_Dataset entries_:
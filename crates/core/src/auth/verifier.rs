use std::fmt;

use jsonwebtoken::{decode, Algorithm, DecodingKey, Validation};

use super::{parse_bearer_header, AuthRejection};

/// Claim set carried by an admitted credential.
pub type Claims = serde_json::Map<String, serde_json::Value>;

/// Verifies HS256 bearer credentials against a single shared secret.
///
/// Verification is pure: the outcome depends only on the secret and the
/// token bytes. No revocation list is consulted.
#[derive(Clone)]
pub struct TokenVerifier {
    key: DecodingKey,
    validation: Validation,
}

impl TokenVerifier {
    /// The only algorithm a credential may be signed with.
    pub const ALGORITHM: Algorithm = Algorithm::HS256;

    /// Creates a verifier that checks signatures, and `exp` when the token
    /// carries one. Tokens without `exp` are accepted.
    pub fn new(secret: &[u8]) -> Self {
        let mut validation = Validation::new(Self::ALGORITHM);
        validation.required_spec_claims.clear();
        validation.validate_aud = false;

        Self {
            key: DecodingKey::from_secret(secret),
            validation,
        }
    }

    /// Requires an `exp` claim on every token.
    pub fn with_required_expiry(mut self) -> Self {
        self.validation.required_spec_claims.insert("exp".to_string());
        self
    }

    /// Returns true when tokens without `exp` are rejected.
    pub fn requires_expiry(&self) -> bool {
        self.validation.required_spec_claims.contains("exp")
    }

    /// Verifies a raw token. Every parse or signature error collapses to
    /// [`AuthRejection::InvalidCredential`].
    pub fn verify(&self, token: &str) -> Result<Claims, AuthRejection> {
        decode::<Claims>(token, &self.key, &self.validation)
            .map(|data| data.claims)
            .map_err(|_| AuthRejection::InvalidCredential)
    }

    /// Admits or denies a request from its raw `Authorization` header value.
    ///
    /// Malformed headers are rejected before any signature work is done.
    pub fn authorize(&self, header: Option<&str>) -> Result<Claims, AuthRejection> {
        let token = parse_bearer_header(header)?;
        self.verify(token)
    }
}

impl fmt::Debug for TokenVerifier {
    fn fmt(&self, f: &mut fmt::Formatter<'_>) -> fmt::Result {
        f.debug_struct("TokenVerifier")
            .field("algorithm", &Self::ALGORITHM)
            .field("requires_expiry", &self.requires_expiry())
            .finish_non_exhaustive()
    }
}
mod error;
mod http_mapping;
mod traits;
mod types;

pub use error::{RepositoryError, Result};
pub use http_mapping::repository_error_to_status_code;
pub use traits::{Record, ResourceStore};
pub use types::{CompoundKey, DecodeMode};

==

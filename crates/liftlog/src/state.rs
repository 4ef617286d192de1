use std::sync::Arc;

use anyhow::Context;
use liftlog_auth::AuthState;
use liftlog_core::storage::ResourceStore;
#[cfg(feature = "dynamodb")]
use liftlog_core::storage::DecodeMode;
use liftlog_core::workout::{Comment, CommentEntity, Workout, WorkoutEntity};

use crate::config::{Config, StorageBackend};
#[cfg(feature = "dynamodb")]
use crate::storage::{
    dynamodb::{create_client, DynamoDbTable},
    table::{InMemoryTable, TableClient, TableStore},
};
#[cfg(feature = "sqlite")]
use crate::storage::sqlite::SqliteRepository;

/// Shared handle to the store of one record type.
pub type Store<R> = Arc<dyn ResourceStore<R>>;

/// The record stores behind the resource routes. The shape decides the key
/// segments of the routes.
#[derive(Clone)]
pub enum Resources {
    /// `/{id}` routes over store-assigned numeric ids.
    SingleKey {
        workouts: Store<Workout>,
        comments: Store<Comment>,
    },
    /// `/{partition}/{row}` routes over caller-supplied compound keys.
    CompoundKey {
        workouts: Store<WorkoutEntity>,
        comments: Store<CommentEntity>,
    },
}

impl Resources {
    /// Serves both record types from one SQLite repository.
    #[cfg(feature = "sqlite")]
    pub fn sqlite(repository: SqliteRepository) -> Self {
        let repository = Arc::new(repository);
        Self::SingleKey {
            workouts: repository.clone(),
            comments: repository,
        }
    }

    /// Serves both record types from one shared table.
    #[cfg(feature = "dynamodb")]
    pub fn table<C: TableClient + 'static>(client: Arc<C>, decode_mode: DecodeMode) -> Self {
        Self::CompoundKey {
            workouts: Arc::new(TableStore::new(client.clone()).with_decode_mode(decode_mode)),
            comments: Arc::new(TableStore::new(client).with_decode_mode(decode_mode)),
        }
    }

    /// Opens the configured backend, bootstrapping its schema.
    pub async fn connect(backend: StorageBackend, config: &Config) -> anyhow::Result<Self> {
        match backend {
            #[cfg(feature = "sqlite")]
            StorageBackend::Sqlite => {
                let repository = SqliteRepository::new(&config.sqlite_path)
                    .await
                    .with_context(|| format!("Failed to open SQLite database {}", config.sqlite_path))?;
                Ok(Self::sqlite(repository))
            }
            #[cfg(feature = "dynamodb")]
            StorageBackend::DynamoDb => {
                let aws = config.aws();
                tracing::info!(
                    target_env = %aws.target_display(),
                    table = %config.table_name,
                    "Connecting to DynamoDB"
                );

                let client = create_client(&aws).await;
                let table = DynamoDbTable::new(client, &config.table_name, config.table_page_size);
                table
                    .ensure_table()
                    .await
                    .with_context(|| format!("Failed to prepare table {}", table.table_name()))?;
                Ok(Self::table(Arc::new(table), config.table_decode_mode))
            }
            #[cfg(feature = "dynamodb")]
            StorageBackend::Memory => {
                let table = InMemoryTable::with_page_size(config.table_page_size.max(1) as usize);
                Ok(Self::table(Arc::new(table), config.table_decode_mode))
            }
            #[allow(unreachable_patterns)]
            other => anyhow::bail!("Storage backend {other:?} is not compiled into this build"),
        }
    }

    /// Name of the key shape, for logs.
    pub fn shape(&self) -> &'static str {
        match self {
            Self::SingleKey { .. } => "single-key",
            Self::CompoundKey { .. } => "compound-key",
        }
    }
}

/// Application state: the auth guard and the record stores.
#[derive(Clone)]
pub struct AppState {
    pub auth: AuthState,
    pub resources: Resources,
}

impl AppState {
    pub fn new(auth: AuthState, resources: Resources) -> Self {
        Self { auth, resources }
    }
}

_EXERCISE DIRECTIONS_: Among the lines of the preceding data, which ones hold the word "both"? List them.

_WRITTEN RESPONSE_:
    /// Serves both record types from one SQLite repository.
    /// Serves both record types from one shared table.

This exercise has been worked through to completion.